Repeat every line of the data verbatim.

Stored items
§

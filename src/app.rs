//! Backend wiring: builds every collaborator named in [`Config`] once, at
//! the entry point, and hands them to the pipelines as trait objects.

use std::sync::Arc;

use anyhow::{Context, Result};
use tracing::{info, warn};

use rag_harness_core::model::{Embedder, Generator};
use rag_harness_core::store::memory::InMemoryVectorIndex;
use rag_harness_core::store::{ChatHistoryStore, MetadataStore, ObjectStore, VectorIndex};

use crate::config::{Config, VectorBackend};
use crate::db;
use crate::ingest::{IngestSettings, IngestionPipeline};
use crate::object_store;
use crate::providers::ModelProvider;
use crate::qdrant::QdrantIndex;
use crate::rag::{QuerySettings, RagPipeline};
use crate::sqlite_store::{SqliteChatHistory, SqliteMetadataStore};

pub struct App {
    pub config: Config,
    pub metadata: Arc<dyn MetadataStore>,
    pub history: Arc<dyn ChatHistoryStore>,
    pub index: Arc<dyn VectorIndex>,
    pub objects: Arc<dyn ObjectStore>,
    pub embedder: Arc<dyn Embedder>,
    pub generator: Option<Arc<dyn Generator>>,
}

impl App {
    pub async fn from_config(config: &Config) -> Result<Self> {
        let pool = db::connect(config).await?;

        let index: Arc<dyn VectorIndex> = match config.vector_index.backend {
            VectorBackend::Memory => {
                warn!("using in-memory vector index; vectors are lost when the process exits");
                Arc::new(
                    InMemoryVectorIndex::new()
                        .with_auto_fix(config.vector_index.auto_fix_dimension_mismatch),
                )
            }
            VectorBackend::Qdrant => Arc::new(
                QdrantIndex::from_config(&config.vector_index)
                    .context("Failed to configure Qdrant")?,
            ),
        };

        let objects = object_store::from_config(&config.storage)?;

        let embedder: Arc<dyn Embedder> = Arc::new(
            ModelProvider::for_embedding(&config.embedding)
                .context("Failed to configure embedding provider")?,
        );
        let generator: Option<Arc<dyn Generator>> = if config.generation.is_enabled() {
            Some(Arc::new(
                ModelProvider::for_generation(&config.generation)
                    .context("Failed to configure generation provider")?,
            ))
        } else {
            None
        };

        info!(
            embedding = config.embedding.provider.as_str(),
            generation = config.generation.provider.as_str(),
            storage = %objects.location(),
            "backends ready"
        );

        Ok(Self {
            config: config.clone(),
            metadata: Arc::new(SqliteMetadataStore::new(pool.clone())),
            history: Arc::new(SqliteChatHistory::new(pool)),
            index,
            objects,
            embedder,
            generator,
        })
    }

    pub fn ingestion(&self) -> IngestionPipeline {
        IngestionPipeline::new(
            self.metadata.clone(),
            self.index.clone(),
            self.objects.clone(),
            self.embedder.clone(),
            IngestSettings::from_config(&self.config),
        )
        .with_history(self.history.clone())
    }

    pub fn rag(&self) -> RagPipeline {
        RagPipeline::new(
            self.embedder.clone(),
            self.generator.clone(),
            self.index.clone(),
            QuerySettings::from_config(&self.config),
        )
        .with_history(self.history.clone())
    }
}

§

Reply
filename src/app.rs
//! Backend wiring: builds every collaborator named in [`Config`] once, at
//! the entry point, and hands them to the pipelines as trait objects.

use std::sync::Arc;

use anyhow::{Context, Result};
use tracing::{info, warn};

use rag_harness_core::model::{Embedder, Generator};
use rag_harness_core::store::memory::InMemoryVectorIndex;
use rag_harness_core::store::{ChatHistoryStore, MetadataStore, ObjectStore, VectorIndex};

use crate::config::{Config, VectorBackend};
use crate::db;
use crate::ingest::{IngestSettings, IngestionPipeline};
use crate::object_store;
use crate::providers::ModelProvider;
use crate::qdrant::QdrantIndex;
use crate::rag::{QuerySettings, RagPipeline};
use crate::sqlite_store::{SqliteChatHistory, SqliteMetadataStore};

pub struct App {
    pub config: Config,
    pub metadata: Arc<dyn MetadataStore>,
    pub history: Arc<dyn ChatHistoryStore>,
    pub index: Arc<dyn VectorIndex>,
    pub objects: Arc<dyn ObjectStore>,
    pub embedder: Arc<dyn Embedder>,
    pub generator: Option<Arc<dyn Generator>>,
}

impl App {
    pub async fn from_config(config: &Config) -> Result<Self> {
        let pool = db::connect(config).await?;

        let index: Arc<dyn VectorIndex> = match config.vector_index.backend {
            VectorBackend::Memory => {
                warn!("using in-memory vector index; vectors are lost when the process exits");
                Arc::new(
                    InMemoryVectorIndex::new()
                        .with_auto_fix(config.vector_index.auto_fix_dimension_mismatch),
                )
            }
            VectorBackend::Qdrant => Arc::new(
                QdrantIndex::from_config(&config.vector_index)
                    .context("Failed to configure Qdrant")?,
            ),
        };

        let objects = object_store::from_config(&config.storage)?;

        let embedder: Arc<dyn Embedder> = Arc::new(
            ModelProvider::for_embedding(&config.embedding)
                .context("Failed to configure embedding provider")?,
        );
        let generator: Option<Arc<dyn Generator>> = if config.generation.is_enabled() {
            Some(Arc::new(
                ModelProvider::for_generation(&config.generation)
                    .context("Failed to configure generation provider")?,
            ))
        } else {
            None
        };

        info!(
            embedding = config.embedding.provider.as_str(),
            generation = config.generation.provider.as_str(),
            storage = %objects.location(),
            "backends ready"
        );

        Ok(Self {
            config: config.clone(),
            metadata: Arc::new(SqliteMetadataStore::new(pool.clone())),
            history: Arc::new(SqliteChatHistory::new(pool)),
            index,
            objects,
            embedder,
            generator,
        })
    }

    pub fn ingestion(&self) -> IngestionPipeline {
        IngestionPipeline::new(
            self.metadata.clone(),
            self.index.clone(),
            self.objects.clone(),
            self.embedder.clone(),
            IngestSettings::from_config(&self.config),
        )
        .with_history(self.history.clone())
    }

    pub fn rag(&self) -> RagPipeline {
        RagPipeline::new(
            self.embedder.clone(),
            self.generator.clone(),
            self.index.clone(),
            QuerySettings::from_config(&self.config),
        )
        .with_history(self.history.clone())
    }
}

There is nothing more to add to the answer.